Familiar but Strange: Exploring our Relationships with Robots
Monday, December 5, 2011
Presented by Science & the City
You see a film about a group of robots that seem human, but there is something off about them that you can't quite pinpoint. It makes you feel a little creepy inside, and you don't know why. At that moment you're experiencing the uncanny valley, a phenomenon in which the more human-like a robot becomes, the more unsettled by it we humans become.
From the robotic vacuum buzzing around your bedroom to the voice of your navigation system, robots and computers with human-like qualities are becoming ever more pervasive in our society. Why do some make us want to hug them and others make us want to run and hide?
For this event in our Being Human in the 21st Century series, roboticists Heather Knight and Chris Bregler discuss the future of robot-human relations.
Join us for a reception afterwards, where you might just get to meet some robots.
|Student / Postdoc / Fellow Member:||$15|
|Student / Postdoc / Fellow Nonmember:||$20|
This event is part of the Being Human in the 21st Century Series
One of the signature traits of being human is our quest to define what it means to "be human." But that definition is always changing—now perhaps more than ever. From virtual reality to mundane reality, science and technology continue to push the boundaries of human existence. In this series, Science & the City will examine what it means to be human in the 21st century.

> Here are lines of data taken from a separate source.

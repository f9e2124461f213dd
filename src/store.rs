use std::sync::Arc;

use chrono::Local;
use rand::Rng;

use crate::models::{Transaction, TransactionInput};

const ID_ALPHABET: &[u8] = b"0123456789abcdefghijklmnopqrstuvwxyz";
const ID_LEN: usize = 9;

/// In-memory transaction collection, newest first.
///
/// Every mutation builds a fresh collection and swaps it in, so a snapshot
/// returned by [`TransactionStore::list`] is never modified afterwards and
/// `Arc::ptr_eq` against the current snapshot tells whether anything changed.
#[derive(Debug, Clone)]
pub struct TransactionStore {
    items: Arc<[Transaction]>,
}

impl Default for TransactionStore {
    fn default() -> Self {
        Self::new()
    }
}

impl TransactionStore {
    pub fn new() -> Self {
        Self {
            items: Arc::from(Vec::new()),
        }
    }

    /// Insert a new record at the front. A missing date means today.
    pub fn add(&mut self, input: TransactionInput) -> Transaction {
        let txn = Transaction {
            id: self.fresh_id(),
            date: input.date.unwrap_or_else(|| Local::now().date_naive()),
            title: input.title,
            amount: input.amount,
            category: input.category,
            txn_type: input.txn_type,
        };

        let mut next = Vec::with_capacity(self.items.len() + 1);
        next.push(txn.clone());
        next.extend(self.items.iter().cloned());
        self.items = next.into();

        tracing::info!(
            id = %txn.id,
            category = %txn.category,
            txn_type = %txn.txn_type,
            "transaction added"
        );
        txn
    }

    /// Replace every editable field of the record with `id`. A missing date
    /// keeps the stored one. Returns false, changing nothing, when no record
    /// has that id.
    pub fn update(&mut self, id: &str, input: TransactionInput) -> bool {
        if !self.items.iter().any(|t| t.id == id) {
            tracing::debug!(id, "update ignored: no such transaction");
            return false;
        }

        let next: Vec<Transaction> = self
            .items
            .iter()
            .map(|t| {
                if t.id == id {
                    Transaction {
                        id: t.id.clone(),
                        date: input.date.unwrap_or(t.date),
                        title: input.title.clone(),
                        amount: input.amount,
                        category: input.category,
                        txn_type: input.txn_type,
                    }
                } else {
                    t.clone()
                }
            })
            .collect();
        self.items = next.into();

        tracing::info!(id, "transaction updated");
        true
    }

    /// Drop the record with `id`. Returns false when there was none.
    pub fn remove(&mut self, id: &str) -> bool {
        let before = self.items.len();
        let next: Vec<Transaction> = self.items.iter().filter(|t| t.id != id).cloned().collect();
        if next.len() == before {
            tracing::debug!(id, "remove ignored: no such transaction");
            return false;
        }
        self.items = next.into();
        tracing::info!(id, "transaction removed");
        true
    }

    /// Current records, newest first.
    pub fn list(&self) -> Arc<[Transaction]> {
        Arc::clone(&self.items)
    }

    pub fn get(&self, id: &str) -> Option<&Transaction> {
        self.items.iter().find(|t| t.id == id)
    }

    pub fn len(&self) -> usize {
        self.items.len()
    }

    pub fn is_empty(&self) -> bool {
        self.items.is_empty()
    }

    fn fresh_id(&self) -> String {
        let mut rng = rand::thread_rng();
        loop {
            let id: String = (0..ID_LEN)
                .map(|_| ID_ALPHABET[rng.gen_range(0..ID_ALPHABET.len())] as char)
                .collect();
            if self.get(&id).is_none() {
                return id;
            }
        }
    }
}

#[cfg(test)]
mod tests {
    use super::*;
    use crate::models::{Category, TxnType};
    use chrono::NaiveDate;

    fn input(title: &str, amount: f64) -> TransactionInput {
        TransactionInput {
            title: title.to_string(),
            amount,
            category: Category::Other,
            txn_type: TxnType::Expense,
            date: NaiveDate::from_ymd_opt(2025, 3, 1),
        }
    }

    #[test]
    fn add_prepends_newest_first() {
        let mut store = TransactionStore::new();
        store.add(input("first", 1.0));
        store.add(input("second", 2.0));
        store.add(input("third", 3.0));
        let titles: Vec<String> = store.list().iter().map(|t| t.title.clone()).collect();
        assert_eq!(titles, vec!["third", "second", "first"]);
    }

    #[test]
    fn add_assigns_unique_base36_ids() {
        let mut store = TransactionStore::new();
        for i in 0..200 {
            store.add(input("t", i as f64));
        }
        let snapshot = store.list();
        let mut ids: Vec<&str> = snapshot.iter().map(|t| t.id.as_str()).collect();
        assert!(ids
            .iter()
            .all(|id| id.len() == 9 && id.bytes().all(|b| ID_ALPHABET.contains(&b))));
        ids.sort_unstable();
        ids.dedup();
        assert_eq!(ids.len(), 200);
    }

    #[test]
    fn add_without_date_uses_today() {
        let mut store = TransactionStore::new();
        let mut inp = input("now", 1.0);
        inp.date = None;
        let txn = store.add(inp);
        assert_eq!(txn.date, Local::now().date_naive());
    }

    #[test]
    fn update_replaces_fields_and_keeps_id_and_position() {
        let mut store = TransactionStore::new();
        let a = store.add(input("a", 1.0));
        store.add(input("b", 2.0));

        let changed = store.update(
            &a.id,
            TransactionInput {
                title: "a2".into(),
                amount: 9.5,
                category: Category::Housing,
                txn_type: TxnType::Income,
                date: NaiveDate::from_ymd_opt(2025, 4, 2),
            },
        );
        assert!(changed);

        let list = store.list();
        assert_eq!(list[1].id, a.id);
        assert_eq!(list[1].title, "a2");
        assert_eq!(list[1].amount, 9.5);
        assert_eq!(list[1].category, Category::Housing);
        assert_eq!(list[1].txn_type, TxnType::Income);
        assert_eq!(list[1].date, NaiveDate::from_ymd_opt(2025, 4, 2).unwrap());
        assert_eq!(list[0].title, "b");
    }

    #[test]
    fn update_without_date_keeps_stored_date() {
        let mut store = TransactionStore::new();
        let a = store.add(input("a", 1.0));
        let mut inp = input("a", 2.0);
        inp.date = None;
        store.update(&a.id, inp);
        assert_eq!(store.get(&a.id).unwrap().date, a.date);
    }

    #[test]
    fn unknown_ids_are_ignored() {
        let mut store = TransactionStore::new();
        store.add(input("a", 1.0));
        let before = store.list();
        assert!(!store.update("missing", input("x", 5.0)));
        assert!(!store.remove("missing"));
        assert!(Arc::ptr_eq(&before, &store.list()));
    }

    #[test]
    fn remove_then_update_stays_absent() {
        let mut store = TransactionStore::new();
        let a = store.add(input("a", 1.0));
        assert!(store.remove(&a.id));
        assert!(!store.update(&a.id, input("back", 1.0)));
        assert!(store.get(&a.id).is_none());
        assert!(store.is_empty());
    }

    #[test]
    fn snapshots_are_not_mutated() {
        let mut store = TransactionStore::new();
        let a = store.add(input("a", 1.0));
        let snapshot = store.list();
        store.add(input("b", 2.0));
        store.update(&a.id, input("changed", 3.0));
        assert_eq!(snapshot.len(), 1);
        assert_eq!(snapshot[0].title, "a");
        assert!(!Arc::ptr_eq(&snapshot, &store.list()));
    }

    #[test]
    fn length_tracks_adds_minus_removes() {
        let mut store = TransactionStore::new();
        let ids: Vec<String> = (0..5).map(|i| store.add(input("t", i as f64)).id).collect();
        store.remove(&ids[1]);
        store.remove(&ids[3]);
        assert_eq!(store.len(), 3);
        let remaining: Vec<String> = store.list().iter().map(|t| t.id.clone()).collect();
        assert_eq!(remaining, vec![ids[4].clone(), ids[2].clone(), ids[0].clone()]);
    }
}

Other upcoming events in this series:
• System Overload: The Limits of Human Memory, September 6, 2011
• Celluloid Science: Humanizing Life in the Lab, October 20, 2011
• Virtual Humanity: The Anthropology of Online Worlds, November 9, 2011
• Matchmaking in the Digital Age, February 15, 2012
Learn more about the series here.
New York University
Chris Bregler's primary research interests are in the areas of motion capture, animation, computer vision, graphics, statistical learning, gaming, and applications in the bio/medical field, human-computer interaction, and artificial intelligence. Currently he focuses on human movement research, including projects in human face, speech, and full-body motion analysis and animation, movement style, expressions, body language, and Massive Multiplayer Mocap games. Most of these projects are interdisciplinary collaborations with other (computer) scientists, engineers, dancers, animators, bio/medical experts, game designers, and producers.
Carnegie Mellon University
Heather Knight is currently conducting her doctoral research at Carnegie Mellon's Robotics Institute. She is also founder of Marilyn Monrobot Labs in New York City, which creates socially intelligent robot performances and sensor-based electronic art. Her previous work includes robotics and instrumentation at NASA's Jet Propulsion Laboratory, interactive installations with Syyn Labs, field applications and sensor design at Aldebaran Robotics, and she is an alumnus from the Personal Robots Group at the MIT Media Lab. Knight earned her bachelor and master's degrees at MIT in electrical engineering and computer science and has a minor in mechanical engineering.